“BIXA TRAVESTY” PERSONIFICA NOSSA ERA DE TRANSFORMAÇÕES.

Por Celso Sabadin.
 
Em determinado momento de seu filme “Bixa Travesty”, a artista documentada no longa, Linn da Quebrada, diz estar “em obras”. E que assim estará ainda por muito tempo. Na verdade, o filme mostra que tudo na nossa a sociedade atualmente está “em obras”, em transformação: corpos, conceitos, sexos, vivências, ideias que até há bem pouco tempo posavam como pétreas e fundamentais atualmente não passam de areias dançando ao vento.
 
É um pouco do conceito de Vida Líquida, levantado por Zygmunt Bauman já em 2005, através do qual nada mais na nossa existência seria estruturalmente sólido e imutável.
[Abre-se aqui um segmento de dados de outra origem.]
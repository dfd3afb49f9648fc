use std::path::{Path, PathBuf};
use tokio::io::AsyncWriteExt;
use tokio::sync::mpsc;

use crate::time::Timestamp;

const MAX_SESSIONS: usize = 10;

/// Async transcript writer for a debug session (`<log_dir>/latest.log`).
///
/// `log()` only pushes into a channel; a background task owns the file.
#[derive(Clone)]
pub struct SessionLogger {
    tx: mpsc::UnboundedSender<Entry>,
}

impl SessionLogger {
    /// Rotates the previous `latest.log` to `session-{unix}.log`, prunes old
    /// sessions and spawns the writer. Returns `None` if the directory or
    /// file cannot be opened; the transcript is optional.
    pub async fn new(log_dir: &Path) -> Option<Self> {
        if let Err(e) = tokio::fs::create_dir_all(log_dir).await {
            tracing::warn!("session log disabled, cannot create {}: {e}", log_dir.display());
            return None;
        }

        let latest = log_dir.join("latest.log");
        if latest.exists() {
            let ts = Timestamp::now().as_unix_millis() / 1000;
            let rotated = log_dir.join(format!("session-{ts}.log"));
            let _ = tokio::fs::rename(&latest, &rotated).await;
        }

        cleanup_old_sessions(log_dir, MAX_SESSIONS).await;

        let file = match tokio::fs::OpenOptions::new()
            .create(true)
            .append(true)
            .open(&latest)
            .await
        {
            Ok(f) => f,
            Err(e) => {
                tracing::warn!("session log disabled, cannot open {}: {e}", latest.display());
                return None;
            }
        };

        let (tx, rx) = mpsc::unbounded_channel();
        tokio::spawn(write_transcript(file, rx, Timestamp::now()));
        Some(Self { tx })
    }

    pub fn log(&self, prefix: &str, line: &str) {
        let _ = self.tx.send(Entry {
            at: Timestamp::now(),
            prefix: prefix.to_string(),
            line: line.to_string(),
        });
    }
}

struct Entry {
    at: Timestamp,
    prefix: String,
    line: String,
}

impl Entry {
    /// Controller rejections, engine errors and undelivered stops.
    fn is_failure(&self) -> bool {
        matches!(self.prefix.as_str(), "error" | "ctrl-err" | "ESTOP")
    }
}

fn format_line(ts: Timestamp, prefix: &str, line: &str) -> String {
    format!("[{ts}] [{prefix}] {line}\n")
}

/// Entries written between flushes when the queue is backed up.
const FLUSH_BATCH: usize = 64;

/// Owns the file. Writes whatever is queued, flushes once per batch, and
/// closes with a footer counting entries and failures.
async fn write_transcript(file: tokio::fs::File, mut rx: mpsc::UnboundedReceiver<Entry>, started: Timestamp) {
    let mut writer = tokio::io::BufWriter::new(file);
    let _ = writer
        .write_all(format!("=== G-code debugger session: {started} ===\n\n").as_bytes())
        .await;

    let (mut entries, mut failures) = (0usize, 0usize);
    while let Some(first) = rx.recv().await {
        let mut next = Some(first);
        let mut batch = 0;
        while let Some(entry) = next {
            entries += 1;
            failures += usize::from(entry.is_failure());
            let _ = writer
                .write_all(format_line(entry.at, &entry.prefix, &entry.line).as_bytes())
                .await;
            batch += 1;
            next = if batch < FLUSH_BATCH { rx.try_recv().ok() } else { None };
        }
        let _ = writer.flush().await;
    }

    let footer = format!(
        "\n=== Session ended: {} ({entries} entries, {failures} failures) ===\n",
        Timestamp::now()
    );
    let _ = writer.write_all(footer.as_bytes()).await;
    let _ = writer.flush().await;
}

/// Keep only the `keep` most recent `session-*.log` files.
async fn cleanup_old_sessions(log_dir: &Path, keep: usize) {
    let mut entries = match tokio::fs::read_dir(log_dir).await {
        Ok(rd) => rd,
        Err(_) => return,
    };

    let mut sessions: Vec<(u64, PathBuf)> = Vec::new();
    while let Ok(Some(entry)) = entries.next_entry().await {
        let name = entry.file_name();
        let name = name.to_string_lossy();
        let stamp = name
            .strip_prefix("session-")
            .and_then(|rest| rest.strip_suffix(".log"))
            .and_then(|ts| ts.parse::<u64>().ok());
        if let Some(stamp) = stamp {
            sessions.push((stamp, entry.path()));
        }
    }

    // Numeric sort: lexicographic order breaks once timestamps change width
    sessions.sort();

    let excess = sessions.len().saturating_sub(keep);
    for (_, path) in sessions.into_iter().take(excess) {
        let _ = tokio::fs::remove_file(path).await;
    }
}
No caso de Linn, tal ideia se une ao pensamento da Sociedade do Espetáculo, desenvolvido por Guy Debord no longínquo 1967, no qual a sociedade de consumo coloca todas as suas manifestações sob as asas vorazes do mercado. Afinal, quem poderia imaginar, há alguns pares de anos, um filme com closes nas genitais e no ânus sendo exibido com total naturalidade num complexo de cinemas patrocinado por um grande banco?
 
Sim, tudo mudou, tudo ainda está mudando, tudo mudará ainda muito mais, e é esta a realidade que Linn da Quebrada passa com a sua arte. Suas letras, músicas, maquiagens, posturas, atitudes e coreografias explodem como gritos de liberdade há milênios entalados em milhões de gargantas. É ao mesmo tempo um pedido de socorro e uma chamada para a briga; um tiro de canhão e uma bandeira de paz. Um manifesto político pelo direito de questionar o que é direito. Uma exigência de vida. Afinal, quem botou na cabeça das pessoas que o mundo é binário?
 
Bixa Travesty é a reinvenção da invenção, a releitura da leitura. Nasceu presa a um corpo de homem registrada com um nome civil que nem a Wikipédia revela (logo, não existe), reinventou-se como Linna Pereira, que assumiu o nome artístico de Linn da quebrda, que por sua vez insere-se na sociedade do espetáculo cinematográfico como “Bixa Travesty”, o filme. O produto, o longa, o documentário.
 
Com direção de Claudia Priscilla e Kiko Goifman, “Bixa Travesty” ganhou prêmio de Melhor Documentário com Temática LGBTI no Festival Internacional de Cinema de Berlim.